Fake Klarna / Afterpay / Affirm / Zip / Sezzle Buy-Now-Pay-Later suspension lure — "account suspended / missed payment / forwarded to collection, verify bank details within 24 hours" targeting 360M+ Klarna + 24M+ Afterpay NA + 17M+ Affirm users; bank-routing + SSN-last-4 + debit-card harvest enables ACH drain + identity fraud for new BNPL accounts

Fake "your Klarna / Afterpay / Affirm / Zip / Sezzle / PayPal Pay in 4 / Shop Pay Installments Buy-Now-Pay-Later account has been suspended due to a missed payment — verify your bank details within 24 hours or face collection action" email targeting BNPL users.

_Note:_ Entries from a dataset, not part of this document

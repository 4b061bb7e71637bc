use std::path::PathBuf;
use std::time::Duration;

use alloy::primitives::Address;
use anyhow::{bail, Context, Result};

use super::orchestrator::{RetryPolicy, MAX_RETRY_ATTEMPTS};
use crate::ledger::evm;

pub const PRIVATE_KEY_ENV: &str = "AUTOSTAKER_PRIVATE_KEY";
pub const PRIVATE_KEY_FILE_ENV: &str = "AUTOSTAKER_PRIVATE_KEY_FILE";

/// Runtime configuration for the `run`, `plan`, `query` and `collect` commands.
pub struct RuntimeConfig {
    pub operator: Address,
    pub rpc_url: String,
    pub subgraph_url: String,
    /// Owner key of the operator contract. Optional for read-only commands
    /// and dry runs.
    pub private_key: Option<String>,
    pub wallet_address: Option<Address>,
    pub state_file: PathBuf,
    pub dry_run: bool,
    pub once: bool,
    pub cycle_interval: Duration,
    pub retry: RetryPolicy,
    pub confirmation_timeout: Duration,
}

impl RuntimeConfig {
    /// Build from CLI arguments plus the environment.
    ///
    /// `require_signer` makes a missing private key an error unless
    /// `dry_run` is set.
    pub fn from_cli(cli: &crate::run::RunConfig, require_signer: bool) -> Result<Self> {
        let operator: Address = cli
            .operator
            .parse()
            .with_context(|| format!("invalid operator address '{}'", cli.operator))?;

        let private_key = resolve_private_key()?;
        if require_signer && !cli.dry_run && private_key.is_none() {
            bail!(
                "{PRIVATE_KEY_ENV} or {PRIVATE_KEY_FILE_ENV} must be set to send transactions \
                 (or pass --dry-run)."
            );
        }
        let wallet_address = private_key.as_deref().map(evm::address_of).transpose()?;

        if cli.cycle_interval_secs == 0 {
            bail!("--interval must be positive");
        }
        if cli.max_retries > MAX_RETRY_ATTEMPTS {
            bail!(
                "--max-retries {} exceeds the limit of {MAX_RETRY_ATTEMPTS} per run",
                cli.max_retries
            );
        }

        Ok(RuntimeConfig {
            operator,
            rpc_url: cli.rpc_url.clone(),
            subgraph_url: cli.subgraph_url.clone(),
            private_key,
            wallet_address,
            state_file: cli.state_file.clone(),
            dry_run: cli.dry_run,
            once: cli.once,
            cycle_interval: Duration::from_secs(cli.cycle_interval_secs),
            retry: RetryPolicy {
                max_attempts: cli.max_retries,
                delay: Duration::from_secs(cli.retry_delay_secs),
            },
            confirmation_timeout: Duration::from_secs(cli.confirmation_timeout_secs),
        })
    }
}

fn resolve_private_key() -> Result<Option<String>> {
    if let Ok(pk) = std::env::var(PRIVATE_KEY_ENV) {
        return Ok(Some(pk.trim().to_string()));
    }
    if let Ok(path) = std::env::var(PRIVATE_KEY_FILE_ENV) {
        let key = std::fs::read_to_string(&path)
            .with_context(|| format!("Failed to read private key from {path}"))?;
        return Ok(Some(key.trim().to_string()));
    }
    Ok(None)
}
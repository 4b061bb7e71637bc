use alloy::network::EthereumWallet;
use alloy::primitives::Address;
use alloy::providers::{Provider, ProviderBuilder};
use alloy::signers::local::PrivateKeySigner;
use anyhow::{Context, Result};

// ── Provider factory ───────────────────────────────────────────────

/// Read-only HTTP provider.
pub fn read_provider(rpc_url: &str) -> Result<impl Provider + Clone> {
    let url = rpc_url
        .parse()
        .with_context(|| format!("invalid RPC URL '{rpc_url}'"))?;
    Ok(ProviderBuilder::new().connect_http(url))
}

/// HTTP provider that signs with the given private key.
pub fn signer_provider(private_key: &str, rpc_url: &str) -> Result<impl Provider + Clone> {
    let signer: PrivateKeySigner = private_key
        .parse()
        .map_err(|e| anyhow::anyhow!("Invalid private key: {e}"))?;
    let wallet = EthereumWallet::from(signer);
    let url = rpc_url
        .parse()
        .with_context(|| format!("invalid RPC URL '{rpc_url}'"))?;
    Ok(ProviderBuilder::new().wallet(wallet).connect_http(url))
}

/// Address derived from a private key.
pub fn address_of(private_key: &str) -> Result<Address> {
    let signer: PrivateKeySigner = private_key
        .parse()
        .map_err(|e| anyhow::anyhow!("Invalid private key: {e}"))?;
    Ok(signer.address())
}

// ── Utility functions ──────────────────────────────────────────────

/// Format an address for display (shortened).
pub fn short_addr(addr: &Address) -> String {
    let s = format!("{addr}");
    if s.len() > 10 {
        format!("{}...{}", &s[..6], &s[s.len() - 4..])
    } else {
        s
    }
}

With 360M+ Klarna users, 24M+ Afterpay in North America, 17M+ Affirm users, BNPL is one of the fastest-growing consumer credit segments 2024-2026. BNPL users skew younger and less credit-savvy, and the "collection threat" framing exploits real anxiety — a missed BNPL payment IS a real event, and platforms DO send genuine missed-payment emails regularly, so attackers can mimic the exact template. Harvests full bank-routing details + SSN-last-4 + linked debit card. Post-compromise attackers: (1) drain the linked bank account via ACH; (2) open additional BNPL accounts under the stolen identity to burn on quick-resale goods; (3) sell the full KYC bundle on dark markets. Fires when body references Klarna / Afterpay / Affirm / Zip / Sezzle / Quadpay / PayPal Pay in 4 / Shop Pay Installments / BNPL / installment plan / split pay AND contains suspension / missed-payment / collection-action / verify-bank-details / payment-failed urgency. Excludes klarna.com + regional variants, afterpay.com + regional, affirm.com, zip.co, quadpay.com, sezzle.com, paypal.com, shop.app. Auto-classified as danger via the `-lure` suffix.